• _WHAT NEEDS TO BE DONE_: Write out each line of the records that has "AnnouncementClassifier" in it.

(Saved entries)

============

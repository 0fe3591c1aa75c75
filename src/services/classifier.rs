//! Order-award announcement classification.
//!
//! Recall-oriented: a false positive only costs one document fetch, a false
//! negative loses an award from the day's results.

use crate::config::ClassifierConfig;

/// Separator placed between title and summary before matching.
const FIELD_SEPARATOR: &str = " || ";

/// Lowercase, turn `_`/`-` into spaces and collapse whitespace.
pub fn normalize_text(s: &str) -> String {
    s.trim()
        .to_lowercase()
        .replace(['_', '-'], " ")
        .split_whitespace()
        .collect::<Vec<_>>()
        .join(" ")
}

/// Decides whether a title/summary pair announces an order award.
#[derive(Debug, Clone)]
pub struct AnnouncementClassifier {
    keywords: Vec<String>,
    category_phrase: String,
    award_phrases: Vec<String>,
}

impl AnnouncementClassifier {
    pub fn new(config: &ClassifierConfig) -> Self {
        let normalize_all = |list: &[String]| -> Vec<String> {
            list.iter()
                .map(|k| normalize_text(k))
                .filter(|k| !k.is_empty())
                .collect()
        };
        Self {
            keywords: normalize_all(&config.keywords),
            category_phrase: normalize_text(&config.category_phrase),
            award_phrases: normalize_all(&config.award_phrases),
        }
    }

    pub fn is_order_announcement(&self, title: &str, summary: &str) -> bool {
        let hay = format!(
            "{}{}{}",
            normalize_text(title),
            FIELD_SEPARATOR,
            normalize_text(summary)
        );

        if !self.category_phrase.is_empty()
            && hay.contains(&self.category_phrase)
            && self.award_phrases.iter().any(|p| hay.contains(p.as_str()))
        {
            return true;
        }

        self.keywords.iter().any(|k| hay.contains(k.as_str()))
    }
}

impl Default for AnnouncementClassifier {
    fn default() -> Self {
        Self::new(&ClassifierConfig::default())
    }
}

============

• _SOLVED PROBLEM_:
pub struct AnnouncementClassifier {
impl AnnouncementClassifier {
impl Default for AnnouncementClassifier {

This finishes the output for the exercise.